//! Dual-stack non-blocking UDP transport with port-range binding (spec §4.4).

use std::io;
use std::net::{IpAddr, Ipv6Addr, SocketAddr};
use std::sync::atomic::{AtomicU32, Ordering};

use once_cell::sync::Lazy;
use socket2::{Domain, Protocol, Socket, Type};

use crate::error::IceError;

const RECV_SEND_BUFFER_BYTES: usize = 2 * 1024 * 1024;

/// Process-wide port counter (spec §5 "Shared resources"): a single
/// `once_cell::sync::Lazy<AtomicU32>`, seeded with a random value so repeated
/// runs of the same process don't all start from the same port.
static PORT_COUNTER: Lazy<AtomicU32> = Lazy::new(|| AtomicU32::new(rand::random()));

fn next_port_in_range(begin: u16, end: u16) -> u16 {
    let span = u32::from(end).saturating_sub(u32::from(begin)) + 1;
    let offset = PORT_COUNTER.fetch_add(1, Ordering::Relaxed) % span;
    begin + offset as u16
}

/// Where to bind, and from what port range. `(0, 0)` means ephemeral.
#[derive(Debug, Clone, Copy)]
pub struct BindConfig {
    pub bind_address: Option<IpAddr>,
    pub port_range: (u16, u16),
}

impl Default for BindConfig {
    fn default() -> Self {
        Self {
            bind_address: None,
            port_range: (0, 0),
        }
    }
}

/// One bound, non-blocking UDP socket.
pub struct UdpTransport {
    socket: mio::net::UdpSocket,
    local_addr: SocketAddr,
}

impl UdpTransport {
    pub fn bind(config: BindConfig) -> Result<Self, IceError> {
        let addr = config
            .bind_address
            .unwrap_or(IpAddr::V6(Ipv6Addr::UNSPECIFIED));

        let domain = match addr {
            IpAddr::V4(_) => Domain::IPV4,
            IpAddr::V6(_) => Domain::IPV6,
        };

        let socket = Socket::new(domain, Type::DGRAM, Some(Protocol::UDP))?;
        socket.set_nonblocking(true)?;
        socket.set_reuse_address(true)?;
        socket.set_recv_buffer_size(RECV_SEND_BUFFER_BYTES)?;
        socket.set_send_buffer_size(RECV_SEND_BUFFER_BYTES)?;

        if matches!(addr, IpAddr::V6(v6) if v6.is_unspecified()) {
            // Dual-stack: accept v4-mapped connections on the v6 wildcard socket.
            let _ = socket.set_only_v6(false);
        }

        let (begin, end) = config.port_range;
        let bound = if begin == 0 && end == 0 {
            socket.bind(&SocketAddr::new(addr, 0).into())?;
            true
        } else {
            let mut bound = false;
            for _ in begin..=end {
                let port = next_port_in_range(begin, end);
                match socket.bind(&SocketAddr::new(addr, port).into()) {
                    Ok(()) => {
                        bound = true;
                        break;
                    }
                    Err(err) if err.kind() == io::ErrorKind::AddrInUse => continue,
                    Err(err) => return Err(err.into()),
                }
            }
            bound
        };

        if !bound {
            return Err(IceError::SocketError(io::Error::new(
                io::ErrorKind::AddrInUse,
                "port range exhausted",
            )));
        }

        let local_addr = socket.local_addr()?.as_socket().ok_or_else(|| {
            IceError::Internal("bound socket has no local socket address".into())
        })?;

        let std_socket: std::net::UdpSocket = socket.into();
        let socket = mio::net::UdpSocket::from_std(std_socket);

        Ok(Self { socket, local_addr })
    }

    pub fn local_addr(&self) -> SocketAddr {
        self.local_addr
    }

    pub fn send_to(&self, buf: &[u8], target: SocketAddr) -> io::Result<usize> {
        self.socket.send_to(buf, target)
    }

    pub fn recv_from(&self, buf: &mut [u8]) -> io::Result<(usize, SocketAddr)> {
        self.socket.recv_from(buf)
    }

    pub fn mio_socket(&mut self) -> &mut mio::net::UdpSocket {
        &mut self.socket
    }
}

◆ ◆ ◆

Note every line in the material with "IpAddr" and copy it.

use std::net::{IpAddr, Ipv6Addr, SocketAddr};
    pub bind_address: Option<IpAddr>,
            .unwrap_or(IpAddr::V6(Ipv6Addr::UNSPECIFIED));
            IpAddr::V4(_) => Domain::IPV4,
            IpAddr::V6(_) => Domain::IPV6,
        if matches!(addr, IpAddr::V6(v6) if v6.is_unspecified()) {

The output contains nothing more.